Exercise directions: Report how many lines of these entries hold the string "scaled"; reply with the number alone.

::: Provided records

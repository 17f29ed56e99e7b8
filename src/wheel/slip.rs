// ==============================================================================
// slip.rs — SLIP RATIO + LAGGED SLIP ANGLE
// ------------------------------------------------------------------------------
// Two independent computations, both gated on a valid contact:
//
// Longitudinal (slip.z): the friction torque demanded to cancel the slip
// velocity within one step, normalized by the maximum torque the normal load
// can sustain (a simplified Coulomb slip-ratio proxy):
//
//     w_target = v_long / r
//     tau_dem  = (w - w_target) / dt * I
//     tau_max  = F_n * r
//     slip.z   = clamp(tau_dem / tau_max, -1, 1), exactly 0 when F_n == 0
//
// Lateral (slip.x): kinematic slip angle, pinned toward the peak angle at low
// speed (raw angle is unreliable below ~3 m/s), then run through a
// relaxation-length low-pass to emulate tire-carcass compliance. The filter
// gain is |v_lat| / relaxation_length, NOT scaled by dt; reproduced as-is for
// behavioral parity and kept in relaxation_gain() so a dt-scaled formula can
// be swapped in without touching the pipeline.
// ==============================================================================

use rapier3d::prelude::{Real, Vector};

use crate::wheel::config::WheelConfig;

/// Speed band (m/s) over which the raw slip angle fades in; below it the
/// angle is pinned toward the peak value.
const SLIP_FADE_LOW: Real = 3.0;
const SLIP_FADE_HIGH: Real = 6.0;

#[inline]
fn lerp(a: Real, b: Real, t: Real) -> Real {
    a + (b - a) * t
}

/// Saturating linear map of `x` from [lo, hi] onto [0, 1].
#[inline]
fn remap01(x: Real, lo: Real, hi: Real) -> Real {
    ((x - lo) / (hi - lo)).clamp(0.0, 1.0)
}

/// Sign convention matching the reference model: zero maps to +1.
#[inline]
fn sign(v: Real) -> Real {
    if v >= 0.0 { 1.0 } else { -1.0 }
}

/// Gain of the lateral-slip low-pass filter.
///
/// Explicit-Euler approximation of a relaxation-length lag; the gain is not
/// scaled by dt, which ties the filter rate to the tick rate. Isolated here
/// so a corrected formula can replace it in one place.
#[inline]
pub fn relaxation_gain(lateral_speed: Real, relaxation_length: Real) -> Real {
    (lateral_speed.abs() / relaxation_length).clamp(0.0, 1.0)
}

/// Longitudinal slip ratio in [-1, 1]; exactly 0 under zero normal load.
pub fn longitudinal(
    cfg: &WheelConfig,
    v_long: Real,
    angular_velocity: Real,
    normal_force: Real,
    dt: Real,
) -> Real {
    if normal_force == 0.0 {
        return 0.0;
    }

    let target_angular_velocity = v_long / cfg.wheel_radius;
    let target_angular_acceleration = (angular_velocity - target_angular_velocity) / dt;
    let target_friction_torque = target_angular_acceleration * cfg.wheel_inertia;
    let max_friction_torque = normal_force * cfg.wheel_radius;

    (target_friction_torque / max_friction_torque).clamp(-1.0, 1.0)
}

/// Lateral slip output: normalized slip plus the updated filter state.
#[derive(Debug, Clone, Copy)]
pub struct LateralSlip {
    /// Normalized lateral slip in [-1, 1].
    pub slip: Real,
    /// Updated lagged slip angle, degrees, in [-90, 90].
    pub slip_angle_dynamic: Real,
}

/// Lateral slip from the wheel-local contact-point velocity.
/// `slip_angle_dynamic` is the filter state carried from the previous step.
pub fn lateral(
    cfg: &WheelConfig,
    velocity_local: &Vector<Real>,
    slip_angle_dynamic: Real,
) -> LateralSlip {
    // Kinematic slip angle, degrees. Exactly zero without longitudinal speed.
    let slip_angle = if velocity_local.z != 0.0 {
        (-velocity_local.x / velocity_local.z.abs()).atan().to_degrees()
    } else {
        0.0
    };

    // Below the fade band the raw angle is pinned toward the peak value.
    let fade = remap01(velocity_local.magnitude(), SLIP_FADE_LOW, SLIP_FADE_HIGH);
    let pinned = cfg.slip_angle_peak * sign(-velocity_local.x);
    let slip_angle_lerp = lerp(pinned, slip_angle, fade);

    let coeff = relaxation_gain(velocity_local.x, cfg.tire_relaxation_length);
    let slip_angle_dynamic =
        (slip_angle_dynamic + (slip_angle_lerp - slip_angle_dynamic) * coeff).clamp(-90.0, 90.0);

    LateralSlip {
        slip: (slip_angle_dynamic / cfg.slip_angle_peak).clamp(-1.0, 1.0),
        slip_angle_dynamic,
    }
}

::::::
::: Provided records

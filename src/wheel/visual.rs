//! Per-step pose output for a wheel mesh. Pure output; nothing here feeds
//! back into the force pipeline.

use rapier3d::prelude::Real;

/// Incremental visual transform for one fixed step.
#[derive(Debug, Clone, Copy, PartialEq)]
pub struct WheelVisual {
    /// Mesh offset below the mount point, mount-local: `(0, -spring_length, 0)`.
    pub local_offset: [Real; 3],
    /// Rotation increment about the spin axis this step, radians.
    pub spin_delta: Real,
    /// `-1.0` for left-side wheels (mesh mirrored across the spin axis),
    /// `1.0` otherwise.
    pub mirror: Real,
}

::::::
::: Provided records

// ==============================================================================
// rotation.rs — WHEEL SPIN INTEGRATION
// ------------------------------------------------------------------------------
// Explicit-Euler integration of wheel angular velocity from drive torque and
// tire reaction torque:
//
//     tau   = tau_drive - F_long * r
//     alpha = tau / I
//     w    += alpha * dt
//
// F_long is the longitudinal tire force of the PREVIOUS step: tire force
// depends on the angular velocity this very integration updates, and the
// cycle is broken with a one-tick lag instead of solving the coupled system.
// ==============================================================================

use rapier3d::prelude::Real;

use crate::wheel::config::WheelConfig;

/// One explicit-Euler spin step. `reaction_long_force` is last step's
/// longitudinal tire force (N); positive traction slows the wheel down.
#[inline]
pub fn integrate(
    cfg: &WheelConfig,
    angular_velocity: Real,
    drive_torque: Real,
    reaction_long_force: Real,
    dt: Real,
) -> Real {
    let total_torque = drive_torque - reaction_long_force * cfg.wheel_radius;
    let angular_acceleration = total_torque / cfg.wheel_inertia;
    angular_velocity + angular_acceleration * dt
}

::::::

Output of the exercise: 3